Was it possible that, in its desire to fulfil its most essential directive, Palimpsest’s nascent awareness had exceeded the limits he’d thought to set upon it?
Could it have seen a threat and acted?
For the memories were growing clearer now, as though his introspection was the stirring of murky waters; Faizan was beginning to see the shapes of what lay beneath. There had been an accident, a terrible accident. And then . . .
A sound broke upon his thoughts—an insectile chirping—and this time he recognised it immediately. He took the communicator disk from his djellaba and tapped its surface. He had half been expecting Dori’s handsome, smirking features, and could barely hide his relief when he saw Karam’s face fill the screen instead.
“You’re all right,” he said.
“I’m fine,” Karam agreed. “It turns out our captain is not such an unreasonable man. When I told him who I was and about the cargo of endangered animals being smuggled in his hold he agreed to stop the ship.”
Faizan’s heart sank. “But not evacuate the passengers?”
“Not yet. I mentioned a risk of infection . . . of deliberate infection, like in the attack on Tehran. Currently our good captain is wrapping himself in knots wondering what he should do about the risk of endangered, bioweaponised animals getting loose on his ship. He’s also let me use an office with a ship-to-land communications deck, and I’m pulling every string I have.”
“That’s good thinking,” Faizan said, trying to disguise his real thought: But it will take too long.
Perhaps she saw it in his face though. “My director knows the kinds of leads I’ve been following. And he trusts me—enough to back me on this, I think. If he does, then they’ll have no choice but to evacuate. Five minutes, Adwan, can you wait that long?”
Faizan forced a smile. “I think so,” he said.
“All right. Stay safe.”
The screen went dark, became a mirror in which he could dimly make out his own reflection. Like the passage he was standing in, like his memories, like so much now, that face was at once familiar and strange. If he considered it too intently he could only see it as a mask, a mask he’d worn for a long time and forgotten to take off.
But if that were true, what did his real face look like? Faizan could remember names, a card-house of identities, but not which one had come first. Was it Doran? Daniella? D’ren? No, there was another behind those, another identity, one he felt a kinship for that he didn’t with those others. It wasn’t that the others were lies, for every reality was true by its own terms, but that one—the beginning—was his truth.

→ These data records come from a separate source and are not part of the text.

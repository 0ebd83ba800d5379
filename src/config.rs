//! Application-level configuration loading, including the story hint table.

use std::{env, fs, io::ErrorKind, path::PathBuf, time::Duration};

use serde::Deserialize;
use serde_with::{DurationMilliSeconds, DurationSeconds, serde_as};
use tracing::{info, warn};

/// Default location on disk where the server looks for the JSON configuration.
const DEFAULT_CONFIG_PATH: &str = "config/app.json";
/// Environment variable that overrides [`DEFAULT_CONFIG_PATH`].
const CONFIG_PATH_ENV: &str = "PARLOR_BACK_CONFIG_PATH";
const DEFAULT_TOKEN_TTL: Duration = Duration::from_secs(12 * 60 * 60);
const DEFAULT_STORE_TIMEOUT: Duration = Duration::from_secs(5);

/// One round of a story game: what the player is asked for, and how the answer is
/// stitched into the assembled story.
#[derive(Debug, Clone, PartialEq, Eq)]
pub struct Hint {
    /// Prompt shown to the player before they write this round's value.
    pub prompt: String,
    /// Text inserted before the value in the assembled story.
    pub prefix: String,
    /// Text inserted after the value in the assembled story.
    pub suffix: String,
}

impl Hint {
    /// Convenience constructor used by the defaults and tests.
    pub fn new(prompt: &str, prefix: &str, suffix: &str) -> Self {
        Self {
            prompt: prompt.into(),
            prefix: prefix.into(),
            suffix: suffix.into(),
        }
    }
}

#[derive(Debug, Clone)]
/// Immutable runtime configuration shared across the application.
pub struct AppConfig {
    hints: Vec<Hint>,
    token_ttl: Duration,
    store_timeout: Duration,
}

impl AppConfig {
    /// Build a configuration from explicit values.
    pub fn new(hints: Vec<Hint>, token_ttl: Duration, store_timeout: Duration) -> Self {
        Self {
            hints,
            token_ttl,
            store_timeout,
        }
    }

    /// Load the application configuration from disk, falling back to baked-in defaults.
    pub fn load() -> Self {
        let path = resolve_config_path();
        match fs::read_to_string(&path) {
            Ok(contents) => match serde_json::from_str::<RawConfig>(&contents) {
                Ok(raw) => {
                    let app_config: Self = raw.into();
                    info!(
                        path = %path.display(),
                        rounds = app_config.hints.len(),
                        "loaded story hints from config"
                    );
                    app_config
                }
                Err(err) => {
                    warn!(
                        path = %path.display(),
                        error = %err,
                        "failed to parse config; falling back to defaults"
                    );
                    Self::default()
                }
            },
            Err(err) if err.kind() == ErrorKind::NotFound => {
                info!(
                    path = %path.display(),
                    "config file not found; using built-in defaults"
                );
                Self::default()
            }
            Err(err) => {
                warn!(
                    path = %path.display(),
                    error = %err,
                    "failed to read config; falling back to defaults"
                );
                Self::default()
            }
        }
    }

    /// Ordered hint table; its length is the number of rounds in a story game.
    pub fn hints(&self) -> &[Hint] {
        &self.hints
    }

    /// Number of rounds every player must submit before a story game completes.
    pub fn rounds(&self) -> usize {
        self.hints.len()
    }

    /// Hint for the round at `index`, if the game has that many rounds.
    pub fn hint(&self, index: usize) -> Option<&Hint> {
        self.hints.get(index)
    }

    /// Lifetime of issued credentials.
    pub fn token_ttl(&self) -> Duration {
        self.token_ttl
    }

    /// Upper bound on a single store transaction.
    pub fn store_timeout(&self) -> Duration {
        self.store_timeout
    }
}

impl Default for AppConfig {
    fn default() -> Self {
        Self {
            hints: default_hints(),
            token_ttl: DEFAULT_TOKEN_TTL,
            store_timeout: DEFAULT_STORE_TIMEOUT,
        }
    }
}

#[serde_as]
#[derive(Debug, Deserialize)]
/// JSON representation of the configuration file located at [`DEFAULT_CONFIG_PATH`].
struct RawConfig {
    #[serde(default)]
    hints: Vec<RawHint>,
    #[serde_as(as = "Option<DurationSeconds<u64>>")]
    token_ttl_secs: Option<Duration>,
    #[serde_as(as = "Option<DurationMilliSeconds<u64>>")]
    store_timeout_ms: Option<Duration>,
}

impl From<RawConfig> for AppConfig {
    fn from(value: RawConfig) -> Self {
        let hints = if value.hints.is_empty() {
            warn!("config declares no story hints; using built-in table");
            default_hints()
        } else {
            value.hints.into_iter().map(Into::into).collect()
        };
        Self {
            hints,
            token_ttl: value.token_ttl_secs.unwrap_or(DEFAULT_TOKEN_TTL),
            store_timeout: value.store_timeout_ms.unwrap_or(DEFAULT_STORE_TIMEOUT),
        }
    }
}

#[derive(Debug, Deserialize)]
/// JSON representation of a single round inside the configuration file.
struct RawHint {
    prompt: String,
    #[serde(default)]
    prefix: String,
    #[serde(default)]
    suffix: String,
}

impl From<RawHint> for Hint {
    fn from(value: RawHint) -> Self {
        Self {
            prompt: value.prompt,
            prefix: value.prefix,
            suffix: value.suffix,
        }
    }
}

/// Resolve the configuration path taking the environment override into account.
fn resolve_config_path() -> PathBuf {
    env::var_os(CONFIG_PATH_ENV)
        .map(PathBuf::from)
        .filter(|path| !path.as_os_str().is_empty())
        .unwrap_or_else(|| PathBuf::from(DEFAULT_CONFIG_PATH))
}

/// Built-in hint table shipped with the binary.
fn default_hints() -> Vec<Hint> {
    vec![
        Hint::new("Name someone, real or imaginary", "", " "),
        Hint::new("Who did they meet?", "met ", " "),
        Hint::new("Where did they meet?", "at ", ". "),
        Hint::new("What did the first one say?", "The first said \"", "\". "),
        Hint::new(
            "What did the second one reply?",
            "The second replied \"",
            "\". ",
        ),
        Hint::new("What happened in the end?", "In the end, ", "."),
    ]
}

With that realisation, finally, it came: Dran Florrian. If he pushed for them, the memories were there as well. The TransCon. An adversary, the same but different. Dorivic? No, Dorric, Harlan Dorric. The cargo bay. That was where it had begun.
And in that reality, an advantage none of the others offered: a technology he’d encountered nowhere else. There Faizan could connect with his machine without touching it. This version of him could hardly understand how it was possible, yet he knew it was, for he’d built it.

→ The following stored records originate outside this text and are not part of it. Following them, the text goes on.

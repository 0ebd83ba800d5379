//! Identity gate: issues and verifies the bearer credentials held by game creators
//! and players.

/// Axum extractors resolving the bearer credential.
pub mod extractor;
/// HS256 token minting and verification.
pub mod jwt;

use uuid::Uuid;

use crate::{error::ServiceError, state::game::HOST_ROLE};

pub use self::jwt::IdentityGate;

/// What a credential is allowed to act as.
#[derive(Debug, Clone, Copy, PartialEq, Eq)]
pub enum Capability {
    /// Issued to whoever created the game; not tied to a player yet.
    Game,
    /// Issued when joining; acts as one player.
    Player(Uuid),
}

/// Verified caller identity.
#[derive(Debug, Clone, PartialEq, Eq)]
pub struct Identity {
    /// Game the credential was issued for.
    pub game_id: Uuid,
    /// Capability tier.
    pub capability: Capability,
    /// Roles granted with the credential.
    pub roles: Vec<String>,
}

impl Identity {
    /// Whether the credential carries the host role.
    pub fn is_host(&self) -> bool {
        self.roles.iter().any(|role| role == HOST_ROLE)
    }

    /// Player behind the credential, or `Forbidden` for game-level credentials.
    pub fn player_id(&self) -> Result<Uuid, ServiceError> {
        match self.capability {
            Capability::Player(id) => Ok(id),
            Capability::Game => Err(ServiceError::Forbidden(
                "a player credential is required".into(),
            )),
        }
    }

    /// Ensure the credential was issued for `game_id`.
    pub fn require_game(&self, game_id: Uuid) -> Result<(), ServiceError> {
        if self.game_id != game_id {
            return Err(ServiceError::Forbidden(format!(
                "credential does not belong to game `{game_id}`"
            )));
        }
        Ok(())
    }

    /// Ensure the credential is a player of `game_id` holding the host role.
    pub fn require_host(&self, game_id: Uuid) -> Result<(), ServiceError> {
        self.require_game(game_id)?;
        self.player_id()?;
        if !self.is_host() {
            return Err(ServiceError::Forbidden(
                "only the host may do this".into(),
            ));
        }
        Ok(())
    }
}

Footsteps echoed down the corridor.
The metronomic tread made him think of the Jackal-kind, but whether it was them or not, he saw no profit in trying to bluff an explanation of his presence here. The forged papers he’d bought no longer filled him with confidence. Faizan hurried onward, treading lightly, matching his steps as well as he could to those advancing upon him. With effort he found that he could remember his direction, even as contradictory memories overlapped. But it was getting worse, he realised—and it was his own fault. Having conceded that those shadow recollections were not false, were every bit as valid as his real memories, he’d relinquished his only mental defence. Why had he thought to call his creation Palimpsest? What he’d invented was more akin to blotting paper. That was certainly how his mind felt now: like something weak and porous, absorbing the seeping residue of other lives.